A newly disclosed edge case in Substack’s custom domain implementation allows threat actors to hijack inactive subdomains, potentially enabling content spoofing, phishing campaigns, and brand impersonation. 

The researcher identified 1,426 vulnerable domains – representing 8% of all Substack-associated custom domains – that remain exposed due to misconfigured DNS records, including 11 wildcard domains that exponentially increase attack surfaces. 

While Substack’s $50 custom domain activation fee provides partial deterrence, the platform’s lack of domain ownership verification creates systemic risk for organizations using its publishing services.

Substack’s Domain Architecture

Substack employs Cloudflare for SaaS to manage custom domains through CNAME record redirection. 

Users configure their DNS to point blog.example.com to target.substack-custom-domains.com, which routes traffic through Cloudflare’s Anycast network to Substack’s origin servers. 

The platform then maps incoming domain requests to corresponding blogs using reverse proxy logic. The vulnerability manifests when users decommission Substack blogs without removing associated DNS records.

A residual CNAME entry creates an exploitable condition where any attacker can claim the orphaned domain by:

  • Paying the $50 activation fee
  • Adding the vulnerable domain to their Substack account
  • Serving malicious content through what appears to be a legitimate domain

New Vulnerability in Substack let Attackers Take Over Subdomains

Taking over a subdomain

Wildcard Domains Amplify Risk

The threat escalates when organizations configure wildcard CNAME records (*.example.com), making every subdomain under the parent domain vulnerable. 

Security Researcher Joren Vrancken’s analysis revealed 11 such wildcard configurations, theoretically exposing thousands of subdomains to abuse. 

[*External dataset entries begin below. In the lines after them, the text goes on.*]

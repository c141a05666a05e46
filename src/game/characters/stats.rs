// Character stats - build attributes, resources, derived combat values and
// timed status counters.
//
// Derived fields are only trustworthy after `recalc()`. Nothing invalidates
// them automatically; setters that change their inputs mark the block dirty.

use glam::IVec2;

/// Highest reachable level
pub const MAX_LEVEL: u32 = 17;

/// Experience needed to leave each level (`XP_TABLE[level]`)
pub const XP_TABLE: [u32; MAX_LEVEL as usize] = [
    0, 100, 250, 450, 700, 1000, 1350, 1750, 2200, 2700, 3250, 3850, 4500, 5200, 5950, 6750,
    7600,
];

/// Bleed deals one point of damage each time its counter hits this phase
pub const BLEED_INTERVAL: u32 = 30;

/// Frames of re-attack protection after a hazard is evaluated
pub const TARGETED_FRAMES: u32 = 5;

/// Cap on vengeance stacks
pub const MAX_VENGEANCE_STACKS: u32 = 3;

/// Modifiers granted by the currently equipped gear
#[derive(Debug, Clone, Default, PartialEq, Eq)]
pub struct EquipmentBonus {
    pub dmg_melee_min: i32,
    pub dmg_melee_max: i32,
    pub dmg_ranged_min: i32,
    pub dmg_ranged_max: i32,
    pub dmg_ment_min: i32,
    pub dmg_ment_max: i32,
    pub absorb_min: i32,
    pub absorb_max: i32,
    /// Percent of fire damage ignored
    pub resist_fire: i32,
    /// Percent of ice/water damage ignored
    pub resist_ice: i32,
    pub bonus_hp: i32,
    pub bonus_mp: i32,
    pub wielding_physical: bool,
    pub wielding_mental: bool,
    pub wielding_offense: bool,
}

impl EquipmentBonus {
    /// Combine two bonuses (e.g. main hand + body armor)
    pub fn stack(mut self, other: &EquipmentBonus) -> Self {
        self.dmg_melee_min += other.dmg_melee_min;
        self.dmg_melee_max += other.dmg_melee_max;
        self.dmg_ranged_min += other.dmg_ranged_min;
        self.dmg_ranged_max += other.dmg_ranged_max;
        self.dmg_ment_min += other.dmg_ment_min;
        self.dmg_ment_max += other.dmg_ment_max;
        self.absorb_min += other.absorb_min;
        self.absorb_max += other.absorb_max;
        self.resist_fire += other.resist_fire;
        self.resist_ice += other.resist_ice;
        self.bonus_hp += other.bonus_hp;
        self.bonus_mp += other.bonus_mp;
        self.wielding_physical |= other.wielding_physical;
        self.wielding_mental |= other.wielding_mental;
        self.wielding_offense |= other.wielding_offense;
        self
    }
}

/// The four build attributes
#[derive(Debug, Clone, Copy, PartialEq, Eq)]
pub struct Build {
    pub physical: i32,
    pub mental: i32,
    pub offense: i32,
    pub defense: i32,
}

impl Default for Build {
    fn default() -> Self {
        Self {
            physical: 1,
            mental: 1,
            offense: 1,
            defense: 1,
        }
    }
}

/// Numeric and status data for a character
#[derive(Debug, Clone)]
pub struct StatBlock {
    // Identity
    pub name: String,
    /// Body base (e.g. "male")
    pub base: String,
    /// Head/look option within the base
    pub look: String,
    pub hero: bool,

    // Progress
    pub level: u32,
    pub xp: u32,
    pub build: Build,

    // Resources
    pub hp: i32,
    pub maxhp: i32,
    pub mp: i32,
    pub maxmp: i32,

    // Derived combat stats
    pub accuracy: i32,
    pub avoidance: i32,
    pub dmg_melee_min: i32,
    pub dmg_melee_max: i32,
    pub dmg_ranged_min: i32,
    pub dmg_ranged_max: i32,
    pub dmg_ment_min: i32,
    pub dmg_ment_max: i32,
    pub absorb_min: i32,
    pub absorb_max: i32,
    /// Percent of incoming fire damage taken
    pub attunement_fire: i32,
    /// Percent of incoming ice/water damage taken
    pub attunement_ice: i32,
    pub physoff: i32,
    pub physdef: i32,
    pub mentoff: i32,
    pub mentdef: i32,
    pub physment: i32,
    pub offdef: i32,

    // Movement and position
    /// Map-unit position
    pub pos: IVec2,
    /// Facing direction, 0..8
    pub direction: u8,
    /// Orthogonal movement speed (map units per frame)
    pub speed: i32,
    /// Per-axis speed when moving diagonally
    pub dspeed: i32,

    // Cooldown
    /// Frames added to `cooldown_ticks` after a power animation
    pub cooldown: u32,
    pub cooldown_ticks: u32,

    // Timed statuses (frames remaining)
    pub stun_duration: u32,
    pub slow_duration: u32,
    pub bleed_duration: u32,
    pub immobilize_duration: u32,
    pub immunity_duration: u32,
    pub haste_duration: u32,
    /// Re-attack throttle
    pub targeted: u32,

    // Flags
    pub blocking: bool,
    pub alive: bool,
    pub corpse: bool,
    pub wielding_physical: bool,
    pub wielding_mental: bool,
    pub wielding_offense: bool,
    /// Raised on death, consumed once by whoever applies the penalty
    pub death_penalty: bool,
    pub vengeance_stacks: u32,

    equipment: EquipmentBonus,
    dirty: bool,
}

impl Default for StatBlock {
    fn default() -> Self {
        Self::new()
    }
}

impl StatBlock {
    /// A fresh level-1 hero with recalculated derived stats
    pub fn new() -> Self {
        let mut stats = Self {
            name: "Unknown".to_string(),
            base: "male".to_string(),
            look: "head_short".to_string(),
            hero: true,
            level: 1,
            xp: 0,
            build: Build::default(),
            hp: 0,
            maxhp: 0,
            mp: 0,
            maxmp: 0,
            accuracy: 0,
            avoidance: 0,
            dmg_melee_min: 0,
            dmg_melee_max: 0,
            dmg_ranged_min: 0,
            dmg_ranged_max: 0,
            dmg_ment_min: 0,
            dmg_ment_max: 0,
            absorb_min: 0,
            absorb_max: 0,
            attunement_fire: 100,
            attunement_ice: 100,
            physoff: 0,
            physdef: 0,
            mentoff: 0,
            mentdef: 0,
            physment: 0,
            offdef: 0,
            pos: IVec2::ZERO,
            direction: 0,
            speed: 14,
            dspeed: 10,
            cooldown: 4,
            cooldown_ticks: 0,
            stun_duration: 0,
            slow_duration: 0,
            bleed_duration: 0,
            immobilize_duration: 0,
            immunity_duration: 0,
            haste_duration: 0,
            targeted: 0,
            blocking: false,
            alive: true,
            corpse: false,
            wielding_physical: false,
            wielding_mental: false,
            wielding_offense: false,
            death_penalty: false,
            vengeance_stacks: 0,
            equipment: EquipmentBonus::default(),
            dirty: true,
        };
        stats.recalc();
        stats.hp = stats.maxhp;
        stats.mp = stats.maxmp;
        stats
    }

    /// Whether derived stats are stale
    pub fn is_dirty(&self) -> bool {
        self.dirty
    }

    /// Replace the build attributes
    pub fn set_build(&mut self, build: Build) {
        self.build = build;
        self.dirty = true;
    }

    /// Replace the applied equipment modifiers
    pub fn set_equipment(&mut self, equipment: EquipmentBonus) {
        self.equipment = equipment;
        self.dirty = true;
    }

    pub fn equipment(&self) -> &EquipmentBonus {
        &self.equipment
    }

    /// Recompute every derived stat from level, build and equipment.
    pub fn recalc(&mut self) {
        let lev0 = self.level as i32 - 1;
        let phys0 = self.build.physical - 1;
        let ment0 = self.build.mental - 1;
        let off0 = self.build.offense - 1;
        let def0 = self.build.defense - 1;
        let eq = &self.equipment;

        self.maxhp = 12 + 3 * lev0 + 6 * phys0 + eq.bonus_hp;
        self.maxmp = 12 + 3 * lev0 + 6 * ment0 + eq.bonus_mp;
        self.accuracy = 75 + lev0 + 5 * off0;
        self.avoidance = 25 + lev0 + 5 * def0;

        let b = self.build;
        self.physoff = b.physical + b.offense;
        self.physdef = b.physical + b.defense;
        self.mentoff = b.mental + b.offense;
        self.mentdef = b.mental + b.defense;
        self.physment = b.physical + b.mental;
        self.offdef = b.offense + b.defense;

        self.dmg_melee_min = eq.dmg_melee_min;
        self.dmg_melee_max = eq.dmg_melee_max;
        self.dmg_ranged_min = eq.dmg_ranged_min;
        self.dmg_ranged_max = eq.dmg_ranged_max;
        self.dmg_ment_min = eq.dmg_ment_min;
        self.dmg_ment_max = eq.dmg_ment_max;
        self.absorb_min = eq.absorb_min;
        self.absorb_max = eq.absorb_max.max(eq.absorb_min);
        self.attunement_fire = 100 - eq.resist_fire;
        self.attunement_ice = 100 - eq.resist_ice;
        self.wielding_physical = eq.wielding_physical;
        self.wielding_mental = eq.wielding_mental;
        self.wielding_offense = eq.wielding_offense;

        self.hp = self.hp.clamp(0, self.maxhp.max(0));
        self.mp = self.mp.clamp(0, self.maxmp.max(0));
        self.dirty = false;
    }

    /// Lose `amount` hp. Negative amounts deal nothing; hp stays in
    /// `0..=maxhp`.
    pub fn take_damage(&mut self, amount: i32) {
        self.hp = (self.hp - amount.max(0)).clamp(0, self.maxhp.max(0));
    }

    /// Gain `amount` hp (negative drains), kept in `0..=maxhp`
    pub fn heal(&mut self, amount: i32) {
        self.hp = (self.hp + amount).clamp(0, self.maxhp.max(0));
    }

    /// Advance cooldowns and timed statuses by one frame
    pub fn logic(&mut self) {
        self.cooldown_ticks = self.cooldown_ticks.saturating_sub(1);
        self.stun_duration = self.stun_duration.saturating_sub(1);
        self.slow_duration = self.slow_duration.saturating_sub(1);
        self.bleed_duration = self.bleed_duration.saturating_sub(1);
        self.immobilize_duration = self.immobilize_duration.saturating_sub(1);
        self.immunity_duration = self.immunity_duration.saturating_sub(1);
        self.haste_duration = self.haste_duration.saturating_sub(1);
        self.targeted = self.targeted.saturating_sub(1);

        if self.bleed_tick() {
            self.take_damage(1);
        }
    }

    /// True on frames where an active bleed bites
    pub fn bleed_tick(&self) -> bool {
        self.bleed_duration % BLEED_INTERVAL == 1
    }

    /// Drop all timed statuses and the blocking stance
    pub fn clear_effects(&mut self) {
        self.stun_duration = 0;
        self.slow_duration = 0;
        self.bleed_duration = 0;
        self.immobilize_duration = 0;
        self.immunity_duration = 0;
        self.haste_duration = 0;
        self.blocking = false;
    }

    /// Experience needed to leave the current level, `None` at the cap
    pub fn next_level_xp(&self) -> Option<u32> {
        if self.level < MAX_LEVEL {
            XP_TABLE.get(self.level as usize).copied()
        } else {
            None
        }
    }

    /// Gain at most one level if experience allows it. Returns true on level-up.
    pub fn check_level_up(&mut self) -> bool {
        match self.next_level_xp() {
            Some(needed) if self.xp >= needed => {
                self.level += 1;
                self.dirty = true;
                self.recalc();
                true
            }
            _ => false,
        }
    }

    /// Consume the death penalty flag
    pub fn take_death_penalty(&mut self) -> bool {
        std::mem::take(&mut self.death_penalty)
    }

    /// Refill hp and mp
    pub fn restore(&mut self) {
        self.hp = self.maxhp;
        self.mp = self.maxmp;
    }
}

Attackers could spin up fraudulent subdomains like support.example.com or login.example.com to execute sophisticated phishing operations.

Cloudflare’s error handling inadvertently aids attackers – domains not actively routed through Substack return either:

  • Error 1001: DNS resolution failure for non-Cloudflare domains
  • Error 1014: Host header mismatch for Cloudflare-managed domains

These generic messages prevent legitimate owners from detecting misconfigurations while providing no barrier to malicious registration.

While Substack isn’t directly responsible for third-party DNS management, its authentication gap violates OWASP’s Domain Takeover Prevention guidelines. 

Cloudflare for SaaS supports domain validation through TXT records or API-triggered challenges – mechanisms Substack has yet to implement.

Recommended mitigations include:

  • For Users: Audit DNS records via tools like SecurityTrails; remove unused CNAMEs
  • For Organizations: Implement DNSSEC to prevent unauthorized record modifications
  • For Substack: Adopt domain validation per Cloudflare’s SaaS best practices

The $50 fee creates asymmetric defense, which is prohibitive for casual attackers but negligible for advanced persistent threats (APTs). 

As noted in EdOverflow’s can-i-take-over-xyz repository, similar vulnerabilities affect 38+ SaaS platforms, underscoring systemic issues in cloud-era DNS management.

As cloud services increasingly abstract infrastructure management, this incident highlights the critical need for automated DNS hygiene tools and provider-enforced security controls.